(Saved entries)
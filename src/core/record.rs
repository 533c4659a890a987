//! Record types for the invoice view
//!
//! Records carry their identifying keys as typed fields and keep every other
//! domain field opaque in a JSON map, so the view never has to know the
//! remote schema beyond `id` and the foreign keys it joins on.

use serde::de::DeserializeOwned;
use serde::{Deserialize, Serialize};
use serde_json::{Map, Value};
use std::fmt;
use std::sync::Arc;

use crate::error::Result;

/// Immutable, shared collection value handed to observers.
///
/// Every emission is a fresh `Arc`; nothing reachable from a published
/// snapshot is ever mutated afterwards.
pub type Snapshot<T> = Arc<Vec<T>>;

/// Opaque domain fields of a record
pub type Fields = Map<String, Value>;

/// Remote record identifier
#[derive(Debug, Clone, Copy, PartialEq, Eq, Hash, PartialOrd, Ord, Serialize, Deserialize)]
#[serde(transparent)]
pub struct RecordId(pub u64);

impl RecordId {
    /// Get the raw numeric id
    pub fn get(self) -> u64 {
        self.0
    }
}

impl From<u64> for RecordId {
    fn from(id: u64) -> Self {
        Self(id)
    }
}

impl fmt::Display for RecordId {
    fn fmt(&self, f: &mut fmt::Formatter<'_>) -> fmt::Result {
        write!(f, "{}", self.0)
    }
}

/// Base record ("invoice")
#[derive(Debug, Clone, PartialEq, Serialize, Deserialize)]
pub struct Invoice {
    /// Invoice id
    pub id: RecordId,
    /// Foreign key into the customer collection
    pub customer_id: RecordId,
    /// Remaining domain fields
    #[serde(flatten)]
    pub fields: Fields,
}

impl Invoice {
    /// Create an invoice with no domain fields
    pub fn new(id: impl Into<RecordId>, customer_id: impl Into<RecordId>) -> Self {
        Self {
            id: id.into(),
            customer_id: customer_id.into(),
            fields: Fields::new(),
        }
    }

    /// Set a domain field
    pub fn with_field(mut self, key: impl Into<String>, value: Value) -> Self {
        self.fields.insert(key.into(), value);
        self
    }
}

/// Payload for creating an invoice; the server assigns the id
#[derive(Debug, Clone, PartialEq, Serialize, Deserialize)]
pub struct NewInvoice {
    /// Foreign key into the customer collection
    pub customer_id: RecordId,
    /// Remaining domain fields
    #[serde(flatten)]
    pub fields: Fields,
}

impl NewInvoice {
    pub fn new(customer_id: impl Into<RecordId>) -> Self {
        Self {
            customer_id: customer_id.into(),
            fields: Fields::new(),
        }
    }

    pub fn with_field(mut self, key: impl Into<String>, value: Value) -> Self {
        self.fields.insert(key.into(), value);
        self
    }
}

/// Related record ("customer")
#[derive(Debug, Clone, PartialEq, Serialize, Deserialize)]
pub struct Customer {
    pub id: RecordId,
    #[serde(flatten)]
    pub fields: Fields,
}

impl Customer {
    pub fn new(id: impl Into<RecordId>) -> Self {
        Self {
            id: id.into(),
            fields: Fields::new(),
        }
    }

    pub fn with_field(mut self, key: impl Into<String>, value: Value) -> Self {
        self.fields.insert(key.into(), value);
        self
    }
}

/// Invoice joined with the customer its `customer_id` resolved to
#[derive(Debug, Clone, PartialEq, Serialize, Deserialize)]
pub struct EnrichedInvoice {
    #[serde(flatten)]
    pub invoice: Invoice,
    /// `None` when no customer matched at enrichment time
    pub customer: Option<Customer>,
}

impl EnrichedInvoice {
    /// Get the invoice id
    pub fn id(&self) -> RecordId {
        self.invoice.id
    }
}

/// Nested record ("invoice item"), fetched per parent invoice
#[derive(Debug, Clone, PartialEq, Serialize, Deserialize)]
pub struct InvoiceItem {
    pub invoice_id: RecordId,
    #[serde(flatten)]
    pub fields: Fields,
}

/// Decode a raw transport collection into typed records
pub fn decode_all<T: DeserializeOwned>(raw: Vec<Value>) -> Result<Vec<T>> {
    raw.into_iter()
        .map(|value| serde_json::from_value(value).map_err(Into::into))
        .collect()
}

/// Decode a single raw transport record
pub fn decode<T: DeserializeOwned>(raw: Value) -> Result<T> {
    Ok(serde_json::from_value(raw)?)
}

* INSTRUCTIONS FOR THE TASK *
Transcribe the records. Keep every word exactly as it stands.

* RESPONSE TO THE TASK *
filename src/core/record.rs
repository 533c4659a890a987
//! Record types for the invoice view
//!
//! Records carry their identifying keys as typed fields and keep every other
//! domain field opaque in a JSON map, so the view never has to know the
//! remote schema beyond `id` and the foreign keys it joins on.

use serde::de::DeserializeOwned;
use serde::{Deserialize, Serialize};
use serde_json::{Map, Value};
use std::fmt;
use std::sync::Arc;

use crate::error::Result;

/// Immutable, shared collection value handed to observers.
///
/// Every emission is a fresh `Arc`; nothing reachable from a published
/// snapshot is ever mutated afterwards.
pub type Snapshot<T> = Arc<Vec<T>>;

/// Opaque domain fields of a record
pub type Fields = Map<String, Value>;

/// Remote record identifier
#[derive(Debug, Clone, Copy, PartialEq, Eq, Hash, PartialOrd, Ord, Serialize, Deserialize)]
#[serde(transparent)]
pub struct RecordId(pub u64);

impl RecordId {
    /// Get the raw numeric id
    pub fn get(self) -> u64 {
        self.0
    }
}

impl From<u64> for RecordId {
    fn from(id: u64) -> Self {
        Self(id)
    }
}

impl fmt::Display for RecordId {
    fn fmt(&self, f: &mut fmt::Formatter<'_>) -> fmt::Result {
        write!(f, "{}", self.0)
    }
}

/// Base record ("invoice")
#[derive(Debug, Clone, PartialEq, Serialize, Deserialize)]
pub struct Invoice {
    /// Invoice id
    pub id: RecordId,
    /// Foreign key into the customer collection
    pub customer_id: RecordId,
    /// Remaining domain fields
    #[serde(flatten)]
    pub fields: Fields,
}

impl Invoice {
    /// Create an invoice with no domain fields
    pub fn new(id: impl Into<RecordId>, customer_id: impl Into<RecordId>) -> Self {
        Self {
            id: id.into(),
            customer_id: customer_id.into(),
            fields: Fields::new(),
        }
    }

    /// Set a domain field
    pub fn with_field(mut self, key: impl Into<String>, value: Value) -> Self {
        self.fields.insert(key.into(), value);
        self
    }
}

/// Payload for creating an invoice; the server assigns the id
#[derive(Debug, Clone, PartialEq, Serialize, Deserialize)]
pub struct NewInvoice {
    /// Foreign key into the customer collection
    pub customer_id: RecordId,
    /// Remaining domain fields
    #[serde(flatten)]
    pub fields: Fields,
}

impl NewInvoice {
    pub fn new(customer_id: impl Into<RecordId>) -> Self {
        Self {
            customer_id: customer_id.into(),
            fields: Fields::new(),
        }
    }

    pub fn with_field(mut self, key: impl Into<String>, value: Value) -> Self {
        self.fields.insert(key.into(), value);
        self
    }
}

/// Related record ("customer")
#[derive(Debug, Clone, PartialEq, Serialize, Deserialize)]
pub struct Customer {
    pub id: RecordId,
    #[serde(flatten)]
    pub fields: Fields,
}

impl Customer {
    pub fn new(id: impl Into<RecordId>) -> Self {
        Self {
            id: id.into(),
            fields: Fields::new(),
        }
    }

    pub fn with_field(mut self, key: impl Into<String>, value: Value) -> Self {
        self.fields.insert(key.into(), value);
        self
    }
}

/// Invoice joined with the customer its `customer_id` resolved to
#[derive(Debug, Clone, PartialEq, Serialize, Deserialize)]
pub struct EnrichedInvoice {
    #[serde(flatten)]
    pub invoice: Invoice,
    /// `None` when no customer matched at enrichment time
    pub customer: Option<Customer>,
}

impl EnrichedInvoice {
    /// Get the invoice id
    pub fn id(&self) -> RecordId {
        self.invoice.id
    }
}

/// Nested record ("invoice item"), fetched per parent invoice
#[derive(Debug, Clone, PartialEq, Serialize, Deserialize)]
pub struct InvoiceItem {
    pub invoice_id: RecordId,
    #[serde(flatten)]
    pub fields: Fields,
}

/// Decode a raw transport collection into typed records
pub fn decode_all<T: DeserializeOwned>(raw: Vec<Value>) -> Result<Vec<T>> {
    raw.into_iter()
        .map(|value| serde_json::from_value(value).map_err(Into::into))
        .collect()
}

/// Decode a single raw transport record
pub fn decode<T: DeserializeOwned>(raw: Value) -> Result<T> {
    Ok(serde_json::from_value(raw)?)
}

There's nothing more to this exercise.